Saved entries:
Start of Block
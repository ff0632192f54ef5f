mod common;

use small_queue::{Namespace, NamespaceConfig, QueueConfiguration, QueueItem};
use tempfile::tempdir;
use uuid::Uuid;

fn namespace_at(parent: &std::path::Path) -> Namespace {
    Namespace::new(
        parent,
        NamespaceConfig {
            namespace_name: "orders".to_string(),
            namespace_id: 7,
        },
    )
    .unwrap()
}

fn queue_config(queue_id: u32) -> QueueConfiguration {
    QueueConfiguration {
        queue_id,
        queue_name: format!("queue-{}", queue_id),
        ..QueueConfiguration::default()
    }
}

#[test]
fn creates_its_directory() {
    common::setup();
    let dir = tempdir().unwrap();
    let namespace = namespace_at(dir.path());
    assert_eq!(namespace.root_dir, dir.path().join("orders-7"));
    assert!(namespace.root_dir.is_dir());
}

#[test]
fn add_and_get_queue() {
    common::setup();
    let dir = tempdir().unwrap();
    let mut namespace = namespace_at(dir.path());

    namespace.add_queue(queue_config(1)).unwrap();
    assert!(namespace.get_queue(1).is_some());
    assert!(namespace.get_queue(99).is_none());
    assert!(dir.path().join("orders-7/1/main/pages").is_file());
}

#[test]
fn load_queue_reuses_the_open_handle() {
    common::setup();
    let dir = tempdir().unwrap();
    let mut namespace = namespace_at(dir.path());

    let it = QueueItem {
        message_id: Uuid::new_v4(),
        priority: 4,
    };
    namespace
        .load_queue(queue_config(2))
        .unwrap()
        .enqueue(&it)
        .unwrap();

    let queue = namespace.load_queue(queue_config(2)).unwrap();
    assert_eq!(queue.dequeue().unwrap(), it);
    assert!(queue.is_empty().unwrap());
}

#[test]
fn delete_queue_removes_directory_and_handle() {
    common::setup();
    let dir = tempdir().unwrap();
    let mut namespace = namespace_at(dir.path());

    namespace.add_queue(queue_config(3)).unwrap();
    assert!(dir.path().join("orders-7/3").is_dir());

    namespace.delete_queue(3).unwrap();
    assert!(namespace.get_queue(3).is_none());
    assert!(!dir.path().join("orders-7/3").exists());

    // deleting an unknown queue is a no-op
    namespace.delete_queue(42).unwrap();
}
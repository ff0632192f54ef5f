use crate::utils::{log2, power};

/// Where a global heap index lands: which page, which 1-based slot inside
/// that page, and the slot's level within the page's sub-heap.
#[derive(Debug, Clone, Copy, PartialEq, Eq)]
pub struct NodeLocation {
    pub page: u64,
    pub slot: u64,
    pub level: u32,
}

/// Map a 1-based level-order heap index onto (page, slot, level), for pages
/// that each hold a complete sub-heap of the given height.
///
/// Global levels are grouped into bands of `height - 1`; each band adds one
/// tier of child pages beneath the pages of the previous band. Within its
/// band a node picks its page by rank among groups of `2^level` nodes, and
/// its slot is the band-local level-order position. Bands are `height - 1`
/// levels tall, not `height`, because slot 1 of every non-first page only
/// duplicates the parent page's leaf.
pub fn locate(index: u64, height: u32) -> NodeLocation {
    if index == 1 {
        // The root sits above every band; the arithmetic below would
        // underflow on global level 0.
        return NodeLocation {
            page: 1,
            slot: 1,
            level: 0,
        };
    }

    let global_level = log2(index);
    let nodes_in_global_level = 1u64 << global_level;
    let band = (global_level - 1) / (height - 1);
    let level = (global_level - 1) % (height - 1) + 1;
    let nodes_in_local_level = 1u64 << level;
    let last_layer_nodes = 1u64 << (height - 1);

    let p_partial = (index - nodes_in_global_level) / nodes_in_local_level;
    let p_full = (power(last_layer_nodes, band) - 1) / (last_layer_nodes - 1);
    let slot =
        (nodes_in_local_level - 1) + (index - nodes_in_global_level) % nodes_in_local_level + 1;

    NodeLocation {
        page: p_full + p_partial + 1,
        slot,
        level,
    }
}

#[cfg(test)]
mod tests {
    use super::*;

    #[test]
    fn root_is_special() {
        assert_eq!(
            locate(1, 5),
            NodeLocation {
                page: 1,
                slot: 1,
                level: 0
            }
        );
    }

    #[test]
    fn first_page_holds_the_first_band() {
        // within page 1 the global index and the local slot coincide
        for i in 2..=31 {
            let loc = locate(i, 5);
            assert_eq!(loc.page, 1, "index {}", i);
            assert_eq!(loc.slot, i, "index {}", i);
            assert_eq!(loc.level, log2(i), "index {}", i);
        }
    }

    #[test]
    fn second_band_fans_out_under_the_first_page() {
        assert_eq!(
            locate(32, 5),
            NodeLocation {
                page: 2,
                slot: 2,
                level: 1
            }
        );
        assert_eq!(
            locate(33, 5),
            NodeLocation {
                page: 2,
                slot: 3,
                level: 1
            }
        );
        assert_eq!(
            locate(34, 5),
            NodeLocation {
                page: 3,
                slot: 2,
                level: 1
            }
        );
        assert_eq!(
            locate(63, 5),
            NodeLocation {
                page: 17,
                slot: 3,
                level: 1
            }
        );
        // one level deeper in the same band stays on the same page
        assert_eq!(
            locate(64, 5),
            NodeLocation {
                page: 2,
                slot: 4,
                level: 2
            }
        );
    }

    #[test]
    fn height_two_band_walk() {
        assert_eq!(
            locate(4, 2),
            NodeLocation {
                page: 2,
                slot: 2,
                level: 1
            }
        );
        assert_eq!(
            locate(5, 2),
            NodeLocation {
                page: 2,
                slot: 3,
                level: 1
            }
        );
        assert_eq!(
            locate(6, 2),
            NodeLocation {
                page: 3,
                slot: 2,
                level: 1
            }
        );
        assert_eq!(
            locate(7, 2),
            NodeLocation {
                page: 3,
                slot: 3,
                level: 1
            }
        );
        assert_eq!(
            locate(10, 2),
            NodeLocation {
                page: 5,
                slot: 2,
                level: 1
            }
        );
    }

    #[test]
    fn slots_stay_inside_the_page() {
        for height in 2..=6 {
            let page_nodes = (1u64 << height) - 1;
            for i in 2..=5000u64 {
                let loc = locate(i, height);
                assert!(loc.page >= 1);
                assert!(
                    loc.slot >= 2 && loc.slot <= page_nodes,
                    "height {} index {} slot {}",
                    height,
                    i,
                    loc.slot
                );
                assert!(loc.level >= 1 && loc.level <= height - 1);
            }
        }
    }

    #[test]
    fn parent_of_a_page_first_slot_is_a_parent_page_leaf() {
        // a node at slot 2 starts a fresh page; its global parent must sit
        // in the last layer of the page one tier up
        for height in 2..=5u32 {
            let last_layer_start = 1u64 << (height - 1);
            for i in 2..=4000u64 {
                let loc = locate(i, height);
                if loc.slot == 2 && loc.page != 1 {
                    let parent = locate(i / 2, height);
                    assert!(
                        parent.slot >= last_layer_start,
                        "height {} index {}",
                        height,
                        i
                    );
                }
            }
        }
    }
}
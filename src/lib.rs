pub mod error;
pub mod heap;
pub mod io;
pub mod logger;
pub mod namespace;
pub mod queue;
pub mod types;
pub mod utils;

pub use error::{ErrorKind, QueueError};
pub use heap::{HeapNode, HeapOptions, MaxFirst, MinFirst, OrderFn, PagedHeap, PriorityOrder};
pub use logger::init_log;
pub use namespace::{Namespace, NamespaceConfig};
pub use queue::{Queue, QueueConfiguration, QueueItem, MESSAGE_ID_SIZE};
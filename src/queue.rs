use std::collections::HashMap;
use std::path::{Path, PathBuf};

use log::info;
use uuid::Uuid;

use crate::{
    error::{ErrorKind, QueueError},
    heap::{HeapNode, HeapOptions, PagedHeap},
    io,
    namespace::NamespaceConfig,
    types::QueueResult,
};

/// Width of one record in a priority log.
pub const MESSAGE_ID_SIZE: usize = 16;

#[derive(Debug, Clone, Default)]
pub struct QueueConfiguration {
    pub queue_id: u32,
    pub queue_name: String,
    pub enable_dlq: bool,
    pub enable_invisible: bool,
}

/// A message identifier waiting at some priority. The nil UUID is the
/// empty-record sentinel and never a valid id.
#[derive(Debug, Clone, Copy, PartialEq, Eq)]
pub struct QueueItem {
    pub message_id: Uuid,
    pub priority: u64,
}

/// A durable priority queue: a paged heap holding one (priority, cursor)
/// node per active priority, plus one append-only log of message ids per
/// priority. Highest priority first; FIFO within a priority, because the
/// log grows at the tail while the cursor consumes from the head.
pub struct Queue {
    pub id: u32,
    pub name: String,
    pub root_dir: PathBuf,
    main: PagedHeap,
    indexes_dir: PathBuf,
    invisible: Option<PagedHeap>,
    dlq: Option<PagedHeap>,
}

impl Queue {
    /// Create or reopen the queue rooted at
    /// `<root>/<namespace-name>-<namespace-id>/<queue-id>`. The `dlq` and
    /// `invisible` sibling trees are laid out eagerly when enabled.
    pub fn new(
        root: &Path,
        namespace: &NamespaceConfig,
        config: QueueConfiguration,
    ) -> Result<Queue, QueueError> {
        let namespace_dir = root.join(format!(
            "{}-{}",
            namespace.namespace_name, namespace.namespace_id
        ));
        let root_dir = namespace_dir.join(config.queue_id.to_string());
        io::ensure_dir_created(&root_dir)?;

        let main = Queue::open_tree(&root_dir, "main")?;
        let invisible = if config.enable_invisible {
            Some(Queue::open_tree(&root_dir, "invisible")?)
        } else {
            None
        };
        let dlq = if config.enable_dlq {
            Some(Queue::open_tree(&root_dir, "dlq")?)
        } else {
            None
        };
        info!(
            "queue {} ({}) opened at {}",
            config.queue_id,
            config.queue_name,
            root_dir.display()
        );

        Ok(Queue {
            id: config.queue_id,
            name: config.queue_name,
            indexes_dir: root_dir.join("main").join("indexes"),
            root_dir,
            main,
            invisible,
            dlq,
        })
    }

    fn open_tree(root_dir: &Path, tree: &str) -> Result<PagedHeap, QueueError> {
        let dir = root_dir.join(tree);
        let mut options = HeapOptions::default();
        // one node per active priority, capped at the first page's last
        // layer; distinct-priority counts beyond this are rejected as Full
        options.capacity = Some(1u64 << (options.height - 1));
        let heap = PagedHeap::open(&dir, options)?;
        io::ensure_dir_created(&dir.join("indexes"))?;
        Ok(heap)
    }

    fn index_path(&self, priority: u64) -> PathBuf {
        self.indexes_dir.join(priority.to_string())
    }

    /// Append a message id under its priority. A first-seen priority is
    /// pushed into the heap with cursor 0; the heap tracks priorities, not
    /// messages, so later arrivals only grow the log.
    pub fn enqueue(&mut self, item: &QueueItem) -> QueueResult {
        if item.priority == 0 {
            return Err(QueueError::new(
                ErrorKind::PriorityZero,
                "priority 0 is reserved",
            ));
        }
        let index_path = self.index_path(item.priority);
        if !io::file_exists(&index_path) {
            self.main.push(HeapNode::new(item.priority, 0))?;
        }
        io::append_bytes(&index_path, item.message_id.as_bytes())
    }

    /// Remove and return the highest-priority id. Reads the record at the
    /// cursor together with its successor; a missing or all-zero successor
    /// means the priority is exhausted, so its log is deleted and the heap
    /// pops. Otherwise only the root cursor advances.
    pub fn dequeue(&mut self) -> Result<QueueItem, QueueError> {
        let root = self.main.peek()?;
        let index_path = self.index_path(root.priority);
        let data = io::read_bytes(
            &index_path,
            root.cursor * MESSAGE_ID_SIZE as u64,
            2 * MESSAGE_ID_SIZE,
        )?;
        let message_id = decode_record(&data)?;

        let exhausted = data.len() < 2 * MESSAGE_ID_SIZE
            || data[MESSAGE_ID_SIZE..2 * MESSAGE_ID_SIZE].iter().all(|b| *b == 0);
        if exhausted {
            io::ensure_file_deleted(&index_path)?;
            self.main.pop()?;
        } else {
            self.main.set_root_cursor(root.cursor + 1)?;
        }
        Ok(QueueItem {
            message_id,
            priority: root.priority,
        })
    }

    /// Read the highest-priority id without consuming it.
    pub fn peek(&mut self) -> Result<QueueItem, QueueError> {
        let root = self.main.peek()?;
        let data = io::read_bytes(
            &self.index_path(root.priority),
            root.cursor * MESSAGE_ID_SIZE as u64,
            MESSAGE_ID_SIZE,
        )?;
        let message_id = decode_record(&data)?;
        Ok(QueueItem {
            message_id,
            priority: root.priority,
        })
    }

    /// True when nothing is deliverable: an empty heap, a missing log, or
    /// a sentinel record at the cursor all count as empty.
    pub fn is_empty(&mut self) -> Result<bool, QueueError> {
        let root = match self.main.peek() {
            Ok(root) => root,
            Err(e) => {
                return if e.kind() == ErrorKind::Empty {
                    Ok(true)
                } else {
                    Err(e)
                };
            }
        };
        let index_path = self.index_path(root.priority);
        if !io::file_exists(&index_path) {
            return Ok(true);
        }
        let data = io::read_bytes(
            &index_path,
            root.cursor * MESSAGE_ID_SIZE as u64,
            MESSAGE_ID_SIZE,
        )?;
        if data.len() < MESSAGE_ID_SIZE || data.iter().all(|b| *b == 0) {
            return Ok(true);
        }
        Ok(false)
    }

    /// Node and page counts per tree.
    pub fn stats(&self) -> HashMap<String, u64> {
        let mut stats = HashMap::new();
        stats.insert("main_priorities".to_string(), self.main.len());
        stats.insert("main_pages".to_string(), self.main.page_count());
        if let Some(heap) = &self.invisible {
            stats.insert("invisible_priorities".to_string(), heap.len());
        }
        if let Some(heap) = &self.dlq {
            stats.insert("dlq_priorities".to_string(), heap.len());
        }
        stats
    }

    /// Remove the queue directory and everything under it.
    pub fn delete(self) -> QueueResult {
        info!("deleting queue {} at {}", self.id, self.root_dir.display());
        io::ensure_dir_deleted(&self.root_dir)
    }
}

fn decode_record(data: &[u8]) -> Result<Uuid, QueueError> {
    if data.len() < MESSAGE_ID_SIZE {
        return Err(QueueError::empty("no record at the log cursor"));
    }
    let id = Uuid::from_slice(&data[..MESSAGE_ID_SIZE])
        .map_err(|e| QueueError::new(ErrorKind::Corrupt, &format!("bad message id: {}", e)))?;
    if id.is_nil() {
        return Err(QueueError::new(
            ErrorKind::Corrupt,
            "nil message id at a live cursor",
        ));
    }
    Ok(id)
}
End of Block
> WORK REQUEST
Show the lines from the data above that contain the string "counts".

> RESULT OF THIS TASK
        // layer; distinct-priority counts beyond this are rejected as Full
    /// Node and page counts per tree.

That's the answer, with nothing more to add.